Venezuela, Colombie, Panamá… Comment Donald Trump veut refaire de l’Amérique latine « l’arrière-cour des États-Unis » (Luis Reygada / L’Humanité)
Du rio Bravo à la Terre de Feu, la politique étrangère états-unienne revêt les différentes formes d’un néo-impérialisme décomplexé.

© REUTERS/Leonardo Fernandez Viloria
Un article de Luis Reygada, réservé aux abonné·es de l’Humanité, et reproduit intégralement sur notre site avec l’aimable autorisation de l’auteur. À retrouver sur le site de l’Humanité ici
Après son arrivée à la Maison blanche, le président Joe Biden (2021-2025) avait affirmé que l’Amérique latine n’était plus « l’arrière-cour des États-Unis », souhaitant dorénavant « une relation entre égaux » avec les pays situés au sud du rio Bravo. Mais, après un mandat notamment marqué par un sommet des Amériques – en 2022 – régenté par Washington et le maintien d’une approche punitive et interventionniste vis-à-vis des gouvernements vénézuélien et cubain, preuve fut faite qu’on ne tourne pas aussi facilement la page de deux cents ans de réflexes néocoloniaux.
Il suffisait de se pencher sur les interventions publiques de la responsable du commandement sud des États-Unis1 sous Biden, la générale Laura J. Richardson, pour s’en rendre compte. « Pétrole, or, cuivre, lithium, eau douce, forêt amazonienne » : hier comme aujourd’hui, ce sont bien les immenses ressources naturelles dont regorge la région, perçue comme un échiquier dans le cadre de la rivalité sino-états-unienne, qui intéressent avant tout l’administration américaine.
Le retour au pouvoir d’un Donald Trump aussi peu subtil que faussement diplomate a au moins le mérite de lever toute ambiguïté sur la place et le rôle hégémonique que souhaitent avoir les États-Unis et comment ils comptent y parvenir.
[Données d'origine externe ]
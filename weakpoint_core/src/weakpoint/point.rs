//! Weakpoint - A named sub-location with its own armor and damage scaling

use super::difficulty::{DifficultyDef, WeakpointDifficulty};
use super::effect::{EffectApplication, WeakpointEffect, WeakpointEffectDef};
use crate::attack::{StatusEffectSink, WeakpointAttack};
use crate::config::{ConfigError, DefinitionCatalog};
use crate::damage::{DamageInstance, Resistances};
use crate::types::{DamageTable, DamageTableDef, DamageType};
use rand::Rng;
use serde::{Deserialize, Serialize};

/// A weak point on an attackable entity
#[derive(Debug, Clone, PartialEq)]
pub struct Weakpoint {
    /// Unique within its set. Equal to the name if not provided.
    pub id: String,
    /// Display name. Can be empty.
    pub name: String,
    /// Percent chance of hitting the weak point
    pub coverage: f64,
    /// Multiplier for existing armor values
    pub armor_mult: DamageTable,
    /// Flat armor penalty, applied after the multiplier
    pub armor_penalty: DamageTable,
    /// Damage multipliers, applied after armor
    pub damage_mult: DamageTable,
    /// Used instead of `damage_mult` on critical hits
    pub crit_mult: DamageTable,
    /// Effects the target must already have for this weak point to be hit
    pub required_effects: Vec<String>,
    /// Effects that hitting this weak point may cause
    pub effects: Vec<WeakpointEffect>,
    /// Constant coverage multipliers, by attack type
    pub coverage_mult: WeakpointDifficulty,
    /// Skill needed to target this weak point, by attack type
    pub difficulty: WeakpointDifficulty,
}

impl Default for Weakpoint {
    fn default() -> Self {
        Weakpoint {
            id: String::new(),
            name: String::new(),
            coverage: 100.0,
            armor_mult: DamageTable::filled(1.0),
            armor_penalty: DamageTable::filled(0.0),
            damage_mult: DamageTable::filled(1.0),
            crit_mult: DamageTable::filled(1.0),
            required_effects: Vec::new(),
            effects: Vec::new(),
            coverage_mult: WeakpointDifficulty::new(1.0),
            difficulty: WeakpointDifficulty::new(-100.0),
        }
    }
}

impl Weakpoint {
    /// Weak point with identity modifiers
    pub fn new(id: &str) -> Self {
        Weakpoint {
            id: id.to_string(),
            name: id.to_string(),
            ..Default::default()
        }
    }

    /// Build and validate a weak point from its definition
    pub fn load(def: &WeakpointDef, catalog: &dyn DefinitionCatalog) -> Result<Self, ConfigError> {
        let mut weakpoint = Weakpoint::default();

        weakpoint.name = def.name.clone().unwrap_or_default();
        weakpoint.id = def.id.clone().unwrap_or_else(|| weakpoint.name.clone());
        // The empty id is reserved for the default weak point
        if weakpoint.id.is_empty() {
            return Err(ConfigError::MissingWeakpointId);
        }
        if let Some(coverage) = def.coverage {
            if !coverage.is_finite() || coverage < 0.0 {
                return Err(ConfigError::InvalidCoverage {
                    weakpoint: weakpoint.id,
                    coverage,
                });
            }
            weakpoint.coverage = coverage;
        }

        def.armor_mult.apply_to(&mut weakpoint.armor_mult);
        def.armor_penalty.apply_to(&mut weakpoint.armor_penalty);
        def.damage_mult.apply_to(&mut weakpoint.damage_mult);
        // Crits default to the regular multiplier unless given their own
        weakpoint.crit_mult = weakpoint.damage_mult;
        def.crit_mult.apply_to(&mut weakpoint.crit_mult);

        for effect in &def.required_effects {
            if !catalog.has_effect(effect) {
                return Err(ConfigError::UnknownEffect {
                    weakpoint: weakpoint.id.clone(),
                    effect: effect.clone(),
                });
            }
        }
        weakpoint.required_effects = def.required_effects.clone();

        weakpoint.effects = def
            .effects
            .iter()
            .map(|e| WeakpointEffect::load(e, &weakpoint.id, catalog))
            .collect::<Result<_, _>>()?;

        weakpoint.coverage_mult.load(&def.coverage_mult);
        weakpoint.difficulty.load(&def.difficulty);

        Ok(weakpoint)
    }

    /// Apply the armor multipliers and penalties to a set of resistances
    ///
    /// Resistance never drops below zero.
    pub fn apply_to_resistances(&self, resistances: &mut Resistances) {
        for &damage_type in DamageType::all() {
            let scaled = resistances.get(damage_type) * self.armor_mult[damage_type]
                - self.armor_penalty[damage_type];
            resistances.set(damage_type, scaled.max(0.0));
        }
    }

    /// Apply the damage multipliers, or crit multipliers if `is_crit`
    pub fn apply_to_damage(&self, damage: &mut DamageInstance, is_crit: bool) {
        let table = if is_crit {
            &self.crit_mult
        } else {
            &self.damage_mult
        };
        for unit in &mut damage.units {
            unit.damage_multiplier *= table[unit.damage_type];
        }
    }

    /// Roll every effect; returns those that took hold
    pub fn apply_effects(
        &self,
        sink: &mut dyn StatusEffectSink,
        total_damage: f64,
        attack: &WeakpointAttack<'_>,
        rng: &mut impl Rng,
    ) -> Vec<EffectApplication> {
        let mut applied = Vec::new();
        for effect in &self.effects {
            if let Some(application) = effect.apply_to(sink, total_damage, attack, rng) {
                applied.push(application);
            }
        }
        applied
    }

    /// Selection weight as a probability: coverage × coverage multiplier / 100
    pub fn hit_chance(&self, attack: &WeakpointAttack<'_>) -> f64 {
        (self.coverage * self.coverage_mult.of(attack) / 100.0).max(0.0)
    }

    /// Whether the target has every required effect
    pub fn is_available(&self, attack: &WeakpointAttack<'_>) -> bool {
        if self.required_effects.is_empty() {
            return true;
        }
        match attack.target {
            Some(target) => self.required_effects.iter().all(|e| target.has_effect(e)),
            None => false,
        }
    }

    /// Skill gate: effective skill must reach the difficulty for this attack type
    pub fn passes_difficulty(&self, attack: &WeakpointAttack<'_>, family_modifier: f64) -> bool {
        attack.wp_skill + family_modifier >= self.difficulty.of(attack)
    }
}

/// Weak point as written in definition files
#[derive(Debug, Clone, Default, Serialize, Deserialize)]
#[serde(deny_unknown_fields)]
pub struct WeakpointDef {
    #[serde(default)]
    pub id: Option<String>,
    #[serde(default)]
    pub name: Option<String>,
    #[serde(default)]
    pub coverage: Option<f64>,
    #[serde(default)]
    pub armor_mult: DamageTableDef,
    #[serde(default)]
    pub armor_penalty: DamageTableDef,
    #[serde(default)]
    pub damage_mult: DamageTableDef,
    #[serde(default)]
    pub crit_mult: DamageTableDef,
    #[serde(default)]
    pub required_effects: Vec<String>,
    #[serde(default)]
    pub effects: Vec<WeakpointEffectDef>,
    #[serde(default)]
    pub coverage_mult: DifficultyDef,
    #[serde(default)]
    pub difficulty: DifficultyDef,
}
Adepte de la manière forte, le républicain ose toutes les outrances, au point d’obliger la presse mainstream à recourir à un vocable qu’elle avait laissé dans les oubliettes de l’histoire : « impérialisme ».
Ce terme n’a jamais été abandonné en Amérique latine. Aujourd’hui plus que jamais, parler de retour de la fameuse doctrine Monroe est d’actualité, tant il semble évident que le slogan trumpien « Make America great again » sous-entend une soumission du reste de la planète.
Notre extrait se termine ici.